INPUT FOR THIS TASK section start
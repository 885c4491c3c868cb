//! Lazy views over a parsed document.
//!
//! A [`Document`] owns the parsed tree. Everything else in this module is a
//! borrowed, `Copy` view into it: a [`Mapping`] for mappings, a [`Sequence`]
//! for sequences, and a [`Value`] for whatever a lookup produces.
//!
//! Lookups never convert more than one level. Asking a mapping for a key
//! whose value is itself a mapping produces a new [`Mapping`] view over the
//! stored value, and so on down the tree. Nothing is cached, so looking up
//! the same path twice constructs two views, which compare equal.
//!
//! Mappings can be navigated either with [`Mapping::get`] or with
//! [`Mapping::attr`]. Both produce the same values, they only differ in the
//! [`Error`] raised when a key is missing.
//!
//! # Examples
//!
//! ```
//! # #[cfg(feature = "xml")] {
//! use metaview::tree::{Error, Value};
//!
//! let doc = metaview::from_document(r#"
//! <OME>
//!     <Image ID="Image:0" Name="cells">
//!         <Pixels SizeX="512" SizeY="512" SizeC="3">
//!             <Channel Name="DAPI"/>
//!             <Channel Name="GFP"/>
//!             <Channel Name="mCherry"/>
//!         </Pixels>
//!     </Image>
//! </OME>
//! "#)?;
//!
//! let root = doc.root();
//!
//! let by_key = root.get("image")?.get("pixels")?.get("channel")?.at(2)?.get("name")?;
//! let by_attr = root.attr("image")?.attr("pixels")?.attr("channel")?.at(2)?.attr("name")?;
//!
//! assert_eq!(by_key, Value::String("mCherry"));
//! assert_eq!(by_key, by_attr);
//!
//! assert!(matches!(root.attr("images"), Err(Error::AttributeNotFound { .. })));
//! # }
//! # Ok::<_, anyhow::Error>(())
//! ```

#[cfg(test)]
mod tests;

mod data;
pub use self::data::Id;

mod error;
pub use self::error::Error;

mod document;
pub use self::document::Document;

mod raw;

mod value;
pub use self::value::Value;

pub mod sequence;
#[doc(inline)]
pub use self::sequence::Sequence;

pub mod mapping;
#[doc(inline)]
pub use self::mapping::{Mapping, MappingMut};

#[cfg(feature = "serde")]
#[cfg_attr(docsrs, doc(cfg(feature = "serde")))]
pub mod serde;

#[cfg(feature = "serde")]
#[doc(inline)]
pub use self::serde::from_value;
INPUT FOR THIS TASK section end
INPUT FOR THIS TASK section start
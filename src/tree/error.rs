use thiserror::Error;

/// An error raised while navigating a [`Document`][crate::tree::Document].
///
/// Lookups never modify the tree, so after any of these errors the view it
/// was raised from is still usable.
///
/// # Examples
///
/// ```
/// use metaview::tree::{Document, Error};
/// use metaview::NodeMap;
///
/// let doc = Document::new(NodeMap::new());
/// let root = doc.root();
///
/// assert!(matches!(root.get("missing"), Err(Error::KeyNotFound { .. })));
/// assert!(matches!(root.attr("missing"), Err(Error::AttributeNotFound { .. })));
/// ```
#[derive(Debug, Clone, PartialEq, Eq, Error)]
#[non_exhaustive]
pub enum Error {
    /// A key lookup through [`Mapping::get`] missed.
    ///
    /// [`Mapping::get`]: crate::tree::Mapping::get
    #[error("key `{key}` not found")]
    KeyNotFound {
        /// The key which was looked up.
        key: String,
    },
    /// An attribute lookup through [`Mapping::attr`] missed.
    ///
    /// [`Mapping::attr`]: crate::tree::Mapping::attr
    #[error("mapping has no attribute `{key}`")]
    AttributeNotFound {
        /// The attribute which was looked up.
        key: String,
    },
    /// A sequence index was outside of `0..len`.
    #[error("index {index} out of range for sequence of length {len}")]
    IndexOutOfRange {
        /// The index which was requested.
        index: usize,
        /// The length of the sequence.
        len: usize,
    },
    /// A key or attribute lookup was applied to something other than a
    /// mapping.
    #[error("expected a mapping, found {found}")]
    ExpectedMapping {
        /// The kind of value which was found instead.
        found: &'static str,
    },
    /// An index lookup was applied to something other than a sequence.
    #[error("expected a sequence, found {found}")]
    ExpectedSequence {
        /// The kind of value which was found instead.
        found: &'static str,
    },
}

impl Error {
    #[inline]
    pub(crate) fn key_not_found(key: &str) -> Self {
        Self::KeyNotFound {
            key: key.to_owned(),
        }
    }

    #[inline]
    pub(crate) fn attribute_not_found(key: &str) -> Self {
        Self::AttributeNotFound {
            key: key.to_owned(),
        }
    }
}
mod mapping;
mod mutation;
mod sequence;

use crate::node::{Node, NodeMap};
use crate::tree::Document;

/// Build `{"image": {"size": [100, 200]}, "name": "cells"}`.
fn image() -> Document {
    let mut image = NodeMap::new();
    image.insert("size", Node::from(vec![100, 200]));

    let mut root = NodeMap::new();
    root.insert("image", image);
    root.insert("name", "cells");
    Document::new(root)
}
INPUT FOR THIS TASK section end
INPUT FOR THIS TASK section start
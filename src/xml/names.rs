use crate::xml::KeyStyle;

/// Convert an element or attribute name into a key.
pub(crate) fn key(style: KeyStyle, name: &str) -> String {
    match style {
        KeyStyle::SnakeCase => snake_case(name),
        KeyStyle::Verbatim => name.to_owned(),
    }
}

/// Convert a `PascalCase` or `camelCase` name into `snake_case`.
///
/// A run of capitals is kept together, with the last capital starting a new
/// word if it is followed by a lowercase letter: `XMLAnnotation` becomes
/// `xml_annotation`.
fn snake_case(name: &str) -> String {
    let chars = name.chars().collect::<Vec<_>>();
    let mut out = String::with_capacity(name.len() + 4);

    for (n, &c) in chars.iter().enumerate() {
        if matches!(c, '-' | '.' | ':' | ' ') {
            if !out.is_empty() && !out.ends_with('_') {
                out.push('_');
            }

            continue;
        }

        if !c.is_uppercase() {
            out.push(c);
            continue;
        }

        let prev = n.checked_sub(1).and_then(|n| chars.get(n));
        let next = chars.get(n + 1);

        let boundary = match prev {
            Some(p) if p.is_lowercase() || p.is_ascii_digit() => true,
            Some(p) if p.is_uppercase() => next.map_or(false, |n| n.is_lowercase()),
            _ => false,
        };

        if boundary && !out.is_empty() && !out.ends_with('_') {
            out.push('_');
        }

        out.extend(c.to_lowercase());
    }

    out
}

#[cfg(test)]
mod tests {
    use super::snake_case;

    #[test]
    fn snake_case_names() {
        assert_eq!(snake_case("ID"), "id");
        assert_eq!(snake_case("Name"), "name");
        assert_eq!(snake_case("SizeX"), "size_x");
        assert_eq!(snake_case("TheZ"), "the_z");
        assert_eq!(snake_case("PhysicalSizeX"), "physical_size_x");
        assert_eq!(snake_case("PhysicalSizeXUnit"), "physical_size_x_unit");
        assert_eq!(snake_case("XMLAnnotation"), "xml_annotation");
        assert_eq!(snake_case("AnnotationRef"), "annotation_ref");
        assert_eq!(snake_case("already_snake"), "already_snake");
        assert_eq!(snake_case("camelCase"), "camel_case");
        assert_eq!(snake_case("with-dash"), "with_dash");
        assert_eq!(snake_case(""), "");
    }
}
INPUT FOR THIS TASK section end
TASK DIRECTIONS: The listing above holds a line with "repository 885c4491c3c868cb" and a line with "view over the". Print the stretch from the first through the second, exactly and alone.

TASK ANSWER:
repository 885c4491c3c868cb
//! Lazy views over a parsed document.
//!
//! A [`Document`] owns the parsed tree. Everything else in this module is a
//! borrowed, `Copy` view into it: a [`Mapping`] for mappings, a [`Sequence`]
//! for sequences, and a [`Value`] for whatever a lookup produces.
//!
//! Lookups never convert more than one level. Asking a mapping for a key
//! whose value is itself a mapping produces a new [`Mapping`] view over the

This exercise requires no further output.